> **The task**
The answer must be every line below that contains the string "thanks".
Data to process below:
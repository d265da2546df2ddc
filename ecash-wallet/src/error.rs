//! Errors raised by the wallet orchestrator, deterministic-secret
//! derivation and output planning.

use thiserror::Error;

#[derive(Debug, Error)]
pub enum WalletError {
    /// The proofs selected for a `send` don't cover the requested amount.
    #[error("insufficient funds")]
    InsufficientFunds,

    /// A deterministic operation (a supplied counter) was requested
    /// without a seed to derive from.
    #[error("no seed configured for deterministic derivation")]
    NoSeed,

    /// A BIP-39 mnemonic failed validation (bad wordlist entry or checksum).
    #[error("invalid mnemonic: {0}")]
    InvalidMnemonic(#[from] bip39::Error),

    /// The mint returned a structured error body.
    #[error("mint error {code}: {detail}")]
    MintError { code: u32, detail: String },

    #[error(transparent)]
    Core(#[from] ecash_core::CoreError),

    #[error("bip32 derivation error: {0}")]
    Bip32(#[from] bip32::Error),
}
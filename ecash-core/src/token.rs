//! The `cashuA<base64url(json)>` wire format for sharing proofs out of band.
//! See [NUT-00](https://github.com/cashubtc/nuts/blob/main/00.md).

use base64::{engine::general_purpose::URL_SAFE_NO_PAD, Engine};
use serde::{Deserialize, Serialize};
use url::Url;

use crate::error::CoreError;
use crate::proof::Proof;

const TOKEN_PREFIX: &str = "cashuA";

/// All proofs from a single mint, as carried in one [`TokenEntry`].
#[derive(Debug, Clone, Serialize, Deserialize)]
pub struct TokenEntry {
    pub mint: Url,
    pub proofs: Vec<Proof>,
}

/// A shareable token: proofs grouped by the mint that issued them, plus an
/// optional memo.
#[derive(Debug, Clone, Serialize, Deserialize)]
pub struct Token {
    pub token: Vec<TokenEntry>,
    #[serde(skip_serializing_if = "Option::is_none")]
    pub memo: Option<String>,
}

impl Token {
    pub fn new(mint: Url, proofs: Vec<Proof>, memo: Option<String>) -> Self {
        Self {
            token: vec![TokenEntry { mint, proofs }],
            memo,
        }
    }

    pub fn total_amount(&self) -> u64 {
        self.token
            .iter()
            .flat_map(|entry| entry.proofs.iter())
            .map(|p| p.amount)
            .sum()
    }

    /// Encodes as `cashuA` + base64url(JSON), no padding.
    pub fn serialize(&self) -> Result<String, CoreError> {
        let json = serde_json::to_vec(self)?;
        Ok(format!("{TOKEN_PREFIX}{}", URL_SAFE_NO_PAD.encode(json)))
    }

    /// Decodes a `cashuA...` string. Entries with no proofs are dropped —
    /// a mint the sender briefly referenced but sent nothing from carries
    /// no information for the receiver.
    pub fn deserialize(token_str: &str) -> Result<Self, CoreError> {
        let encoded = token_str
            .strip_prefix(TOKEN_PREFIX)
            .ok_or_else(|| CoreError::MalformedToken(format!("missing {TOKEN_PREFIX} prefix")))?;
        let json = URL_SAFE_NO_PAD.decode(encoded)?;
        let mut token: Token = serde_json::from_slice(&json)?;
        token.token.retain(|entry| !entry.proofs.is_empty());
        if token.token.is_empty() {
            return Err(CoreError::MalformedToken("token has no proofs".into()));
        }
        Ok(token)
    }

    /// Merges entries that share a mint url into one, preserving proof order.
    pub fn clean(self) -> Self {
        let mut merged: Vec<TokenEntry> = Vec::new();
        for entry in self.token {
            if entry.proofs.is_empty() {
                continue;
            }
            if let Some(existing) = merged.iter_mut().find(|e| e.mint == entry.mint) {
                existing.proofs.extend(entry.proofs);
            } else {
                merged.push(entry);
            }
        }
        Self {
            token: merged,
            memo: self.memo,
        }
    }
}

#[cfg(test)]
mod tests {
    use pretty_assertions::assert_eq;

    use super::*;

    fn proof(amount: u64) -> Proof {
        let secp = secp256k1::Secp256k1::new();
        let sk = secp256k1::SecretKey::from_slice(&[amount as u8 + 1; 32]).unwrap();
        Proof {
            keyset_id: "00deadbeef".into(),
            amount,
            secret: format!("secret-{amount}"),
            c: sk.public_key(&secp),
        }
    }

    #[test]
    fn test_serialize_deserialize_roundtrip() {
        let mint: Url = "https://mint.example".parse().unwrap();
        let token = Token::new(mint, vec![proof(1), proof(2)], Some("thanks".into()));
        let serialized = token.serialize().unwrap();
        assert!(serialized.starts_with(TOKEN_PREFIX));

        let decoded = Token::deserialize(&serialized).unwrap();
        assert_eq!(decoded.total_amount(), 3);
        assert_eq!(decoded.memo, Some("thanks".into()));
    }

    #[test]
    fn test_deserialize_rejects_missing_prefix() {
        assert!(Token::deserialize("not-a-token").is_err());
    }

    #[test]
    fn test_deserialize_drops_empty_entries() {
        let mint: Url = "https://mint.example".parse().unwrap();
        let token = Token {
            token: vec![
                TokenEntry {
                    mint: mint.clone(),
                    proofs: vec![],
                },
                TokenEntry {
                    mint,
                    proofs: vec![proof(4)],
                },
            ],
            memo: None,
        };
        let serialized = token.serialize().unwrap();
        let decoded = Token::deserialize(&serialized).unwrap();
        assert_eq!(decoded.token.len(), 1);
        assert_eq!(decoded.total_amount(), 4);
    }

    #[test]
    fn test_clean_merges_same_mint_entries() {
        let mint: Url = "https://mint.example".parse().unwrap();
        let token = Token {
            token: vec![
                TokenEntry {
                    mint: mint.clone(),
                    proofs: vec![proof(1)],
                },
                TokenEntry {
                    mint,
                    proofs: vec![proof(2)],
                },
            ],
            memo: None,
        };
        let cleaned = token.clean();
        assert_eq!(cleaned.token.len(), 1);
        assert_eq!(cleaned.total_amount(), 3);
    }
}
End of Data to process.
> **Answer to the problem**
        let token = Token::new(mint, vec![proof(1), proof(2)], Some("thanks".into()));
        assert_eq!(decoded.memo, Some("thanks".into()));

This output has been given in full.